Description of the task: Search the records for "untrusted". Report every line where it occurs.

Exercise input:
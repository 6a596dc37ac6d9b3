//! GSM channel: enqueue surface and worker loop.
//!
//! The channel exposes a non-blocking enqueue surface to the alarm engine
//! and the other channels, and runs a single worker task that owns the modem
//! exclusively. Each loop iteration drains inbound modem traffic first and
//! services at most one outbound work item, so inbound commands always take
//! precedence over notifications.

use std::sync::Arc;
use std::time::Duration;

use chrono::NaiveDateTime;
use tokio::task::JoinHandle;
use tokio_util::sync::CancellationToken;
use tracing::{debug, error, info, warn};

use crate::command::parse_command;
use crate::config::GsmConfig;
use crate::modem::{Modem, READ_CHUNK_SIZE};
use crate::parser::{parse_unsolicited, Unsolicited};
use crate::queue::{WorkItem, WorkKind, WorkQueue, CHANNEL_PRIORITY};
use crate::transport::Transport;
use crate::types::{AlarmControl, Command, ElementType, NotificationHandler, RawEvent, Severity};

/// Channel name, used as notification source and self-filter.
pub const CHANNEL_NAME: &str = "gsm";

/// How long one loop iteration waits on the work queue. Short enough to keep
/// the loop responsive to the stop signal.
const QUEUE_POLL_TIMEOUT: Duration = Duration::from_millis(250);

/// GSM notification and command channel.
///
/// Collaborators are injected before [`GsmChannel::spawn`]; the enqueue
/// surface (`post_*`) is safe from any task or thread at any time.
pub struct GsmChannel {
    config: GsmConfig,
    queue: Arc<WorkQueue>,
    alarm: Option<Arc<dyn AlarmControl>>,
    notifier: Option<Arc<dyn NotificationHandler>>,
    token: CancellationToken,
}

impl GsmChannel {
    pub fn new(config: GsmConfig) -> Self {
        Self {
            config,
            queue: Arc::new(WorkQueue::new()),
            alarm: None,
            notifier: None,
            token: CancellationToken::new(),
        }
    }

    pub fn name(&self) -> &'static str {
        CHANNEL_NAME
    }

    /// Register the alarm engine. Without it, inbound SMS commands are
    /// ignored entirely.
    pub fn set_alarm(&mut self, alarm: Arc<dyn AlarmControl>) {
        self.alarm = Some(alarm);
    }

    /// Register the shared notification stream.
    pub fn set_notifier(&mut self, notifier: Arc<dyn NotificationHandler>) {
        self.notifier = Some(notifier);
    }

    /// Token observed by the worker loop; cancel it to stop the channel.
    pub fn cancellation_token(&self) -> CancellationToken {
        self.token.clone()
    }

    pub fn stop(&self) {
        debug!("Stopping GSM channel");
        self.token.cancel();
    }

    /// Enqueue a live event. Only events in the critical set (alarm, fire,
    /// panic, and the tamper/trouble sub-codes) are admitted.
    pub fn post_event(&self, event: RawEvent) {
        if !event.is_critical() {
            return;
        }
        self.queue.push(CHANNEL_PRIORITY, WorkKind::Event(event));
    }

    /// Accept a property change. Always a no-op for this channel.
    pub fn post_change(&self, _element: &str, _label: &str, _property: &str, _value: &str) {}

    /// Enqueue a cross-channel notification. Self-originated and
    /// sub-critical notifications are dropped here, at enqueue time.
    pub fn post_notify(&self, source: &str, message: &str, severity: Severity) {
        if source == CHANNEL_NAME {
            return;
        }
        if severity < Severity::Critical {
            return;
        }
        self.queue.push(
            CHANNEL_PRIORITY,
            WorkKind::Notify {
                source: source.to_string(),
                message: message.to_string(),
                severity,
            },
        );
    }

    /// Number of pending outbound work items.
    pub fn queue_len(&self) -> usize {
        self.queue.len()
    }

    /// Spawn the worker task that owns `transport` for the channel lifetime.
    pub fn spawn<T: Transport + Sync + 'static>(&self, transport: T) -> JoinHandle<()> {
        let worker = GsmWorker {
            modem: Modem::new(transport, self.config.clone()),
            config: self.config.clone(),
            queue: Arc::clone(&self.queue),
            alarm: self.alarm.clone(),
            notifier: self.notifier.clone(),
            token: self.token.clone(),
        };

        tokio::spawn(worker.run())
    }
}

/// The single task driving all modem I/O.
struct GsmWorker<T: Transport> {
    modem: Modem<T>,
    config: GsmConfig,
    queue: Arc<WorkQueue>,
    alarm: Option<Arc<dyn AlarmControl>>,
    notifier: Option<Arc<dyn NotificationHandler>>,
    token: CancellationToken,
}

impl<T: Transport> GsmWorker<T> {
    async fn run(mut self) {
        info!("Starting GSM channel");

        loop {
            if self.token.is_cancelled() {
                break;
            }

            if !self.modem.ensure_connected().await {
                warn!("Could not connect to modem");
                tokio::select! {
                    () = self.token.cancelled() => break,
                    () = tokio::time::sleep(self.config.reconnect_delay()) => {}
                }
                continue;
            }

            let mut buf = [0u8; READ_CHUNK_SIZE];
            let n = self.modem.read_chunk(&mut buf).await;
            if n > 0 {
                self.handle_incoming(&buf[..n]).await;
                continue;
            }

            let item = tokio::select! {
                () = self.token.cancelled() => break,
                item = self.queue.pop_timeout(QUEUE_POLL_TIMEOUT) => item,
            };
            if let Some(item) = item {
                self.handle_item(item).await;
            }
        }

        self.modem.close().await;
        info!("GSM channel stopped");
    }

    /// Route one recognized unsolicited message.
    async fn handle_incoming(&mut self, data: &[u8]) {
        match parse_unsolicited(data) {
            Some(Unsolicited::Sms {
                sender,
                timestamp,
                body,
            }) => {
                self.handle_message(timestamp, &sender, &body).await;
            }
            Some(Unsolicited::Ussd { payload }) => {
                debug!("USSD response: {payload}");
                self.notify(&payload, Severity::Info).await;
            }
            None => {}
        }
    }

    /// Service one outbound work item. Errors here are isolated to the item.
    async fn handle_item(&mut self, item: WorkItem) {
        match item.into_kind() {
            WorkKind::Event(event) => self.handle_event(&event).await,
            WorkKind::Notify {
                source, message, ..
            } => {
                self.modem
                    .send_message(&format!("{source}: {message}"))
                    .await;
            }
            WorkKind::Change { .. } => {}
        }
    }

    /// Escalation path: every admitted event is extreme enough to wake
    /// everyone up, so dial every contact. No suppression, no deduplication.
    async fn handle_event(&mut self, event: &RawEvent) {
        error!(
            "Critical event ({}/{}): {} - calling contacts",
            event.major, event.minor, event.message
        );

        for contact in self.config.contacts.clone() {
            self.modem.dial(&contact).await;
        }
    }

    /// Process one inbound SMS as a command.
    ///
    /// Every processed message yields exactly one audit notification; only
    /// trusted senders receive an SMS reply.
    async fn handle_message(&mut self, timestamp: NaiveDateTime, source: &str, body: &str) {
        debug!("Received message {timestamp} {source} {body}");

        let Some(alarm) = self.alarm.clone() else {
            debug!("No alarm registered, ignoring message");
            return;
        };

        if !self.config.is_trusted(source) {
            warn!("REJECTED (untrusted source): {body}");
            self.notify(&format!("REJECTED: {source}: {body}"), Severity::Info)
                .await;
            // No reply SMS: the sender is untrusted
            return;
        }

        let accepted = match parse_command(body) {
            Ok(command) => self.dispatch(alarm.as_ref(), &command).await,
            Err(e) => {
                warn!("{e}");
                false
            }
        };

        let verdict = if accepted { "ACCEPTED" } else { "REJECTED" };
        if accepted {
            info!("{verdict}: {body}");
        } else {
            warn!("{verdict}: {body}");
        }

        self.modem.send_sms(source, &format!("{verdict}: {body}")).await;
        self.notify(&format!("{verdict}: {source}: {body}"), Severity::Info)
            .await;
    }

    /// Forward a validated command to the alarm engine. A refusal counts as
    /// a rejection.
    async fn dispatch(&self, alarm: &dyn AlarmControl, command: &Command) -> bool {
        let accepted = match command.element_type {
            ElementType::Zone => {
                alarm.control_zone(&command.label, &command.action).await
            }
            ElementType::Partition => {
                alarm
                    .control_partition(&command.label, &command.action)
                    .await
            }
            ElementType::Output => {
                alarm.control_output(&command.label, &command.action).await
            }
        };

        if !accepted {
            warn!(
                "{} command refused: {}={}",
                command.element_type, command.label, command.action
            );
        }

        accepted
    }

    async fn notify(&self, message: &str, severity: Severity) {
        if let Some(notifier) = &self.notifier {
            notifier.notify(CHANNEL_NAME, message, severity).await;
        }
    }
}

Problem solution:
            warn!("REJECTED (untrusted source): {body}");
            // No reply SMS: the sender is untrusted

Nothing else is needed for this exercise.